→ Exercise aim
Every entry, from first to last, is to be retyped without any alteration.

Collected data entries:
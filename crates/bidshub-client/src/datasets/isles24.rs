// SPDX-License-Identifier: Apache-2.0
// Copyright © 2025 Au-Zone Technologies. All Rights Reserved.

//! ISLES'24 (Ischemic Stroke Lesion Segmentation 2024) dataset builder.
//!
//! Converts the ISLES'24 dataset (Zenodo record 17652035, v7, CC BY-NC-SA)
//! into a hub dataset with one row per subject: acute admission imaging
//! (ses-01) and follow-up imaging (ses-02) are flattened into the same row,
//! matching the ML task of predicting the follow-up lesion from acute
//! inputs.
//!
//! Zenodo v7 layout (note `raw_data` with an underscore, sessions `ses-01`
//! and `ses-02`, and per-subject derivative directories):
//!
//! ```text
//! train/
//! ├── clinical_data-description.xlsx
//! ├── raw_data/sub-stroke0001/ses-01/
//! │   ├── sub-stroke0001_ses-01_ncct.nii.gz
//! │   └── perfusion-maps/
//! ├── derivatives/sub-stroke0001/
//! │   ├── ses-01/perfusion-maps/*_space-ncct_tmax.nii.gz   (lowercase)
//! │   └── ses-02/*_space-ncct_{dwi,adc,lesion-msk}.nii.gz
//! └── phenotype/sub-stroke0001/ses-0{1,2}/*.xlsx
//! ```

use crate::{
    Error,
    bids::{find_single_nifti, subject_dirs},
    client::{HubClient, Progress},
    datasets::BuilderConfig,
    push::{PushOptions, push_to_hub},
    table::{Feature, Features, build_table, f32_column, str_column},
};
use calamine::{Data, Reader as _, Xlsx, open_workbook};
use log::{debug, info};
use polars::prelude::*;
use std::path::Path;
use tokio::sync::mpsc::Sender;

/// Exact phenotype column names from the Zenodo v7 workbooks, mapped to
/// schema field names. Exact matching only; substring matching once mapped
/// `mRS at admission` onto the 3-month outcome.
const PHENOTYPE_COLUMNS: &[(&str, &str)] = &[
    ("Age", "age"),
    ("Sex", "sex"),
    ("NIHSS at admission", "nihss_admission"),
    ("mRS at admission", "mrs_admission"),
    ("mRS 3 months", "mrs_3month"),
];

/// Clinical metadata for one subject, parsed from the phenotype workbooks.
#[derive(Debug, Clone, Default, PartialEq)]
pub struct PhenotypeMeta {
    pub age: Option<f32>,
    pub sex: Option<String>,
    pub nihss_admission: Option<f32>,
    pub mrs_admission: Option<f32>,
    pub mrs_3month: Option<f32>,
}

→ Reply to the exercise
filename crates/bidshub-client/src/datasets/isles24.rs
// SPDX-License-Identifier: Apache-2.0
// Copyright © 2025 Au-Zone Technologies. All Rights Reserved.

//! ISLES'24 (Ischemic Stroke Lesion Segmentation 2024) dataset builder.
//!
//! Converts the ISLES'24 dataset (Zenodo record 17652035, v7, CC BY-NC-SA)
//! into a hub dataset with one row per subject: acute admission imaging
//! (ses-01) and follow-up imaging (ses-02) are flattened into the same row,
//! matching the ML task of predicting the follow-up lesion from acute
//! inputs.
//!
//! Zenodo v7 layout (note `raw_data` with an underscore, sessions `ses-01`
//! and `ses-02`, and per-subject derivative directories):
//!
//! ```text
//! train/
//! ├── clinical_data-description.xlsx
//! ├── raw_data/sub-stroke0001/ses-01/
//! │   ├── sub-stroke0001_ses-01_ncct.nii.gz
//! │   └── perfusion-maps/
//! ├── derivatives/sub-stroke0001/
//! │   ├── ses-01/perfusion-maps/*_space-ncct_tmax.nii.gz   (lowercase)
//! │   └── ses-02/*_space-ncct_{dwi,adc,lesion-msk}.nii.gz
//! └── phenotype/sub-stroke0001/ses-0{1,2}/*.xlsx
//! ```

use crate::{
    Error,
    bids::{find_single_nifti, subject_dirs},
    client::{HubClient, Progress},
    datasets::BuilderConfig,
    push::{PushOptions, push_to_hub},
    table::{Feature, Features, build_table, f32_column, str_column},
};
use calamine::{Data, Reader as _, Xlsx, open_workbook};
use log::{debug, info};
use polars::prelude::*;
use std::path::Path;
use tokio::sync::mpsc::Sender;

/// Exact phenotype column names from the Zenodo v7 workbooks, mapped to
/// schema field names. Exact matching only; substring matching once mapped
/// `mRS at admission` onto the 3-month outcome.
const PHENOTYPE_COLUMNS: &[(&str, &str)] = &[
    ("Age", "age"),
    ("Sex", "sex"),
    ("NIHSS at admission", "nihss_admission"),
    ("mRS at admission", "mrs_admission"),
    ("mRS 3 months", "mrs_3month"),
];

/// Clinical metadata for one subject, parsed from the phenotype workbooks.
#[derive(Debug, Clone, Default, PartialEq)]
pub struct PhenotypeMeta {
    pub age: Option<f32>,
    pub sex: Option<String>,
    pub nihss_admission: Option<f32>,
    pub mrs_admission: Option<f32>,
    pub mrs_3month: Option<f32>,
}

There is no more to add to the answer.